Saved data entries:
# # # #
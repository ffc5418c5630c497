/// Typed endpoint methods for the SpaceTraders API.
///
/// `StClient` is the primary entry point. Every method is a thin façade
/// over [`StApi`]: one hard-coded path template, one response shape, no
/// logic of its own. The bearer token is passed per call — this layer
/// neither stores nor refreshes credentials.
use log::debug;
use reqwest::{Method, StatusCode};
use serde_json::json;

use crate::api::{self, PageQuery, StApi};
use crate::config::ApiConfig;
use crate::errors::StError;
use crate::models::*;

/// The high-level SpaceTraders client.
#[derive(Debug, Clone)]
pub struct StClient {
    pub api: StApi,
}

impl StClient {
    /// Create a client from an explicit configuration.
    pub fn new(config: ApiConfig) -> Self {
        Self {
            api: StApi::new(config),
        }
    }
}

impl Default for StClient {
    fn default() -> Self {
        Self::new(ApiConfig::default())
    }
}

impl StClient {
    // -----------------------------------------------------------------------
    // Agents
    // -----------------------------------------------------------------------

    /// POST /register — create a new agent.
    ///
    /// The one unauthenticated endpoint; the response carries the bearer
    /// token used by every other call.
    pub async fn register(
        &self,
        req: &RegisterAgentRequest,
    ) -> Result<RegisterAgentData, StError> {
        debug!("client.register symbol={} faction={}", req.symbol, req.faction);
        let body = serde_json::to_value(req)?;
        let resp: Data<RegisterAgentData> = self
            .api
            .call(Method::POST, "/register", None, &[], Some(&body))
            .await?;
        Ok(resp.data)
    }

    /// GET /my/agent — the agent the token belongs to.
    pub async fn get_agent(&self, token: &str) -> Result<Agent, StError> {
        debug!("client.get_agent");
        let resp: Data<Agent> = self
            .api
            .call(Method::GET, "/my/agent", Some(token), &[], None)
            .await?;
        Ok(resp.data)
    }

    // -----------------------------------------------------------------------
    // Contracts
    // -----------------------------------------------------------------------

    /// GET /my/contracts — all contracts, paginated.
    pub async fn list_contracts(
        &self,
        token: &str,
        page: PageQuery,
    ) -> Result<Paged<Contract>, StError> {
        debug!("client.list_contracts limit={} page={}", page.limit, page.page);
        self.api
            .call(Method::GET, "/my/contracts", Some(token), &page.params(), None)
            .await
    }

    /// GET /my/contracts/{id}.
    pub async fn get_contract(&self, token: &str, contract_id: &str) -> Result<Contract, StError> {
        debug!("client.get_contract contract_id={}", contract_id);
        let path = format!("/my/contracts/{contract_id}");
        let resp: Data<Contract> = self
            .api
            .call(Method::GET, &path, Some(token), &[], None)
            .await?;
        Ok(resp.data)
    }

    /// POST /my/contracts/{id}/accept.
    pub async fn accept_contract(
        &self,
        token: &str,
        contract_id: &str,
    ) -> Result<AcceptContractData, StError> {
        debug!("client.accept_contract contract_id={}", contract_id);
        let path = format!("/my/contracts/{contract_id}/accept");
        let resp: Data<AcceptContractData> = self
            .api
            .call(Method::POST, &path, Some(token), &[], None)
            .await?;
        Ok(resp.data)
    }

    /// POST /my/contracts/{id}/deliver — hand cargo over to a contract.
    pub async fn deliver_contract(
        &self,
        token: &str,
        contract_id: &str,
        req: &DeliverContractRequest,
    ) -> Result<DeliverContractData, StError> {
        debug!(
            "client.deliver_contract contract_id={} trade_symbol={} units={}",
            contract_id, req.trade_symbol, req.units
        );
        let path = format!("/my/contracts/{contract_id}/deliver");
        let body = serde_json::to_value(req)?;
        let resp: Data<DeliverContractData> = self
            .api
            .call(Method::POST, &path, Some(token), &[], Some(&body))
            .await?;
        Ok(resp.data)
    }

    /// POST /my/contracts/{id}/fulfill — collect payment on a completed
    /// contract.
    pub async fn fulfill_contract(
        &self,
        token: &str,
        contract_id: &str,
    ) -> Result<FulfillContractData, StError> {
        debug!("client.fulfill_contract contract_id={}", contract_id);
        let path = format!("/my/contracts/{contract_id}/fulfill");
        let resp: Data<FulfillContractData> = self
            .api
            .call(Method::POST, &path, Some(token), &[], None)
            .await?;
        Ok(resp.data)
    }

    // -----------------------------------------------------------------------
    // Factions
    // -----------------------------------------------------------------------

    /// GET /factions — all factions, paginated.
    pub async fn list_factions(
        &self,
        token: &str,
        page: PageQuery,
    ) -> Result<Paged<Faction>, StError> {
        debug!("client.list_factions limit={} page={}", page.limit, page.page);
        self.api
            .call(Method::GET, "/factions", Some(token), &page.params(), None)
            .await
    }

    /// GET /factions/{symbol}.
    pub async fn get_faction(&self, token: &str, faction_symbol: &str) -> Result<Faction, StError> {
        debug!("client.get_faction faction_symbol={}", faction_symbol);
        let path = format!("/factions/{faction_symbol}");
        let resp: Data<Faction> = self
            .api
            .call(Method::GET, &path, Some(token), &[], None)
            .await?;
        Ok(resp.data)
    }

    // -----------------------------------------------------------------------
    // Fleet
    // -----------------------------------------------------------------------

    /// GET /my/ships — all ships, paginated.
    pub async fn list_ships(&self, token: &str, page: PageQuery) -> Result<Paged<Ship>, StError> {
        debug!("client.list_ships limit={} page={}", page.limit, page.page);
        self.api
            .call(Method::GET, "/my/ships", Some(token), &page.params(), None)
            .await
    }

    /// GET /my/ships/{ship}.
    pub async fn get_ship(&self, token: &str, ship_symbol: &str) -> Result<Ship, StError> {
        debug!("client.get_ship ship_symbol={}", ship_symbol);
        let path = format!("/my/ships/{ship_symbol}");
        let resp: Data<Ship> = self
            .api
            .call(Method::GET, &path, Some(token), &[], None)
            .await?;
        Ok(resp.data)
    }

    /// GET /my/ships/{ship}/cargo.
    pub async fn get_ship_cargo(&self, token: &str, ship_symbol: &str) -> Result<ShipCargo, StError> {
        debug!("client.get_ship_cargo ship_symbol={}", ship_symbol);
        let path = format!("/my/ships/{ship_symbol}/cargo");
        let resp: Data<ShipCargo> = self
            .api
            .call(Method::GET, &path, Some(token), &[], None)
            .await?;
        Ok(resp.data)
    }

    /// GET /my/ships/{ship}/nav.
    pub async fn get_ship_nav(&self, token: &str, ship_symbol: &str) -> Result<ShipNav, StError> {
        debug!("client.get_ship_nav ship_symbol={}", ship_symbol);
        let path = format!("/my/ships/{ship_symbol}/nav");
        let resp: Data<ShipNav> = self
            .api
            .call(Method::GET, &path, Some(token), &[], None)
            .await?;
        Ok(resp.data)
    }

    /// GET /my/ships/{ship}/cooldown.
    ///
    /// Upstream answers HTTP 204 with no body when the ship is not on
    /// cooldown; that is translated here, never decoded.
    pub async fn get_ship_cooldown(
        &self,
        token: &str,
        ship_symbol: &str,
    ) -> Result<CooldownStatus, StError> {
        debug!("client.get_ship_cooldown ship_symbol={}", ship_symbol);
        let path = format!("/my/ships/{ship_symbol}/cooldown");
        let (status, bytes) = self
            .api
            .invoke(Method::GET, &path, Some(token), &[], None)
            .await?;
        if status == StatusCode::NO_CONTENT || bytes.is_empty() {
            return Ok(CooldownStatus::default());
        }
        let resp: Data<Cooldown> = api::decode(&bytes)?;
        Ok(CooldownStatus {
            on_cooldown: true,
            cooldown: resp.data,
        })
    }

    /// POST /my/ships/{ship}/orbit.
    pub async fn orbit_ship(&self, token: &str, ship_symbol: &str) -> Result<ShipNav, StError> {
        debug!("client.orbit_ship ship_symbol={}", ship_symbol);
        let path = format!("/my/ships/{ship_symbol}/orbit");
        let resp: Data<NavData> = self
            .api
            .call(Method::POST, &path, Some(token), &[], None)
            .await?;
        Ok(resp.data.nav)
    }

    /// POST /my/ships/{ship}/dock.
    pub async fn dock_ship(&self, token: &str, ship_symbol: &str) -> Result<ShipNav, StError> {
        debug!("client.dock_ship ship_symbol={}", ship_symbol);
        let path = format!("/my/ships/{ship_symbol}/dock");
        let resp: Data<NavData> = self
            .api
            .call(Method::POST, &path, Some(token), &[], None)
            .await?;
        Ok(resp.data.nav)
    }

    /// POST /my/ships/{ship}/chart — chart the current waypoint.
    pub async fn create_chart(&self, token: &str, ship_symbol: &str) -> Result<ChartData, StError> {
        debug!("client.create_chart ship_symbol={}", ship_symbol);
        let path = format!("/my/ships/{ship_symbol}/chart");
        let resp: Data<ChartData> = self
            .api
            .call(Method::POST, &path, Some(token), &[], None)
            .await?;
        Ok(resp.data)
    }

    /// POST /my/ships/{ship}/survey — survey the current waypoint.
    ///
    /// Puts the ship's reactor on cooldown.
    pub async fn create_survey(&self, token: &str, ship_symbol: &str) -> Result<SurveyData, StError> {
        debug!("client.create_survey ship_symbol={}", ship_symbol);
        let path = format!("/my/ships/{ship_symbol}/survey");
        let resp: Data<SurveyData> = self
            .api
            .call(Method::POST, &path, Some(token), &[], None)
            .await?;
        Ok(resp.data)
    }

    /// POST /my/ships/{ship}/navigate — set course to a waypoint in the
    /// current system. Body: `{"waypointSymbol": ...}`.
    pub async fn navigate_ship(
        &self,
        token: &str,
        ship_symbol: &str,
        waypoint_symbol: &str,
    ) -> Result<NavigationData, StError> {
        debug!(
            "client.navigate_ship ship_symbol={} waypoint_symbol={}",
            ship_symbol, waypoint_symbol
        );
        let path = format!("/my/ships/{ship_symbol}/navigate");
        let body = json!({ "waypointSymbol": waypoint_symbol });
        let resp: Data<NavigationData> = self
            .api
            .call(Method::POST, &path, Some(token), &[], Some(&body))
            .await?;
        Ok(resp.data)
    }

    /// POST /my/ships/{ship}/extract — extract resources at the current
    /// waypoint. Puts the reactor on cooldown.
    pub async fn extract_resources(
        &self,
        token: &str,
        ship_symbol: &str,
    ) -> Result<ExtractionData, StError> {
        debug!("client.extract_resources ship_symbol={}", ship_symbol);
        let path = format!("/my/ships/{ship_symbol}/extract");
        let resp: Data<ExtractionData> = self
            .api
            .call(Method::POST, &path, Some(token), &[], Some(&json!({})))
            .await?;
        Ok(resp.data)
    }

    /// POST /my/ships/{ship}/extract with a survey targeting specific
    /// deposits. Body: `{"survey": {...}}`.
    pub async fn extract_resources_with_survey(
        &self,
        token: &str,
        ship_symbol: &str,
        survey: &Survey,
    ) -> Result<ExtractionData, StError> {
        debug!(
            "client.extract_resources_with_survey ship_symbol={} signature={}",
            ship_symbol, survey.signature
        );
        let path = format!("/my/ships/{ship_symbol}/extract");
        let body = json!({ "survey": survey });
        let resp: Data<ExtractionData> = self
            .api
            .call(Method::POST, &path, Some(token), &[], Some(&body))
            .await?;
        Ok(resp.data)
    }

    /// POST /my/ships/{ship}/sell — sell cargo at the docked market.
    pub async fn sell_cargo(
        &self,
        token: &str,
        ship_symbol: &str,
        req: &SellCargoRequest,
    ) -> Result<SellCargoData, StError> {
        debug!(
            "client.sell_cargo ship_symbol={} symbol={} units={}",
            ship_symbol, req.symbol, req.units
        );
        let path = format!("/my/ships/{ship_symbol}/sell");
        let body = serde_json::to_value(req)?;
        let resp: Data<SellCargoData> = self
            .api
            .call(Method::POST, &path, Some(token), &[], Some(&body))
            .await?;
        Ok(resp.data)
    }

    // -----------------------------------------------------------------------
    // Systems
    // -----------------------------------------------------------------------

    /// GET /systems — all systems, paginated.
    pub async fn list_systems(&self, token: &str, page: PageQuery) -> Result<Paged<System>, StError> {
        debug!("client.list_systems limit={} page={}", page.limit, page.page);
        self.api
            .call(Method::GET, "/systems", Some(token), &page.params(), None)
            .await
    }

    /// GET /systems/{system}.
    pub async fn get_system(&self, token: &str, system_symbol: &str) -> Result<System, StError> {
        debug!("client.get_system system_symbol={}", system_symbol);
        let path = format!("/systems/{system_symbol}");
        let resp: Data<System> = self
            .api
            .call(Method::GET, &path, Some(token), &[], None)
            .await?;
        Ok(resp.data)
    }

    /// GET /systems/{system}/waypoints — waypoints in a system, paginated.
    pub async fn list_waypoints(
        &self,
        token: &str,
        system_symbol: &str,
        page: PageQuery,
    ) -> Result<Paged<Waypoint>, StError> {
        debug!(
            "client.list_waypoints system_symbol={} limit={} page={}",
            system_symbol, page.limit, page.page
        );
        let path = format!("/systems/{system_symbol}/waypoints");
        self.api
            .call(Method::GET, &path, Some(token), &page.params(), None)
            .await
    }

    /// GET /systems/{system}/waypoints/{waypoint}.
    pub async fn get_waypoint(
        &self,
        token: &str,
        system_symbol: &str,
        waypoint_symbol: &str,
    ) -> Result<Waypoint, StError> {
        debug!(
            "client.get_waypoint system_symbol={} waypoint_symbol={}",
            system_symbol, waypoint_symbol
        );
        let path = format!("/systems/{system_symbol}/waypoints/{waypoint_symbol}");
        let resp: Data<Waypoint> = self
            .api
            .call(Method::GET, &path, Some(token), &[], None)
            .await?;
        Ok(resp.data)
    }

    /// GET /systems/{system}/waypoints/{waypoint}/market.
    ///
    /// Trade-good prices and the transaction log appear only while one of
    /// the caller's ships is at the waypoint.
    pub async fn get_market(
        &self,
        token: &str,
        system_symbol: &str,
        waypoint_symbol: &str,
    ) -> Result<Market, StError> {
        debug!(
            "client.get_market system_symbol={} waypoint_symbol={}",
            system_symbol, waypoint_symbol
        );
        let path = format!("/systems/{system_symbol}/waypoints/{waypoint_symbol}/market");
        let resp: Data<Market> = self
            .api
            .call(Method::GET, &path, Some(token), &[], None)
            .await?;
        Ok(resp.data)
    }
}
# # # #
● **ABOUT THIS TASK**
Every line of the entries above that holds "DeliverContractData" should be copied out.

● **EXERCISE SOLUTION**
    ) -> Result<DeliverContractData, StError> {
        let resp: Data<DeliverContractData> = self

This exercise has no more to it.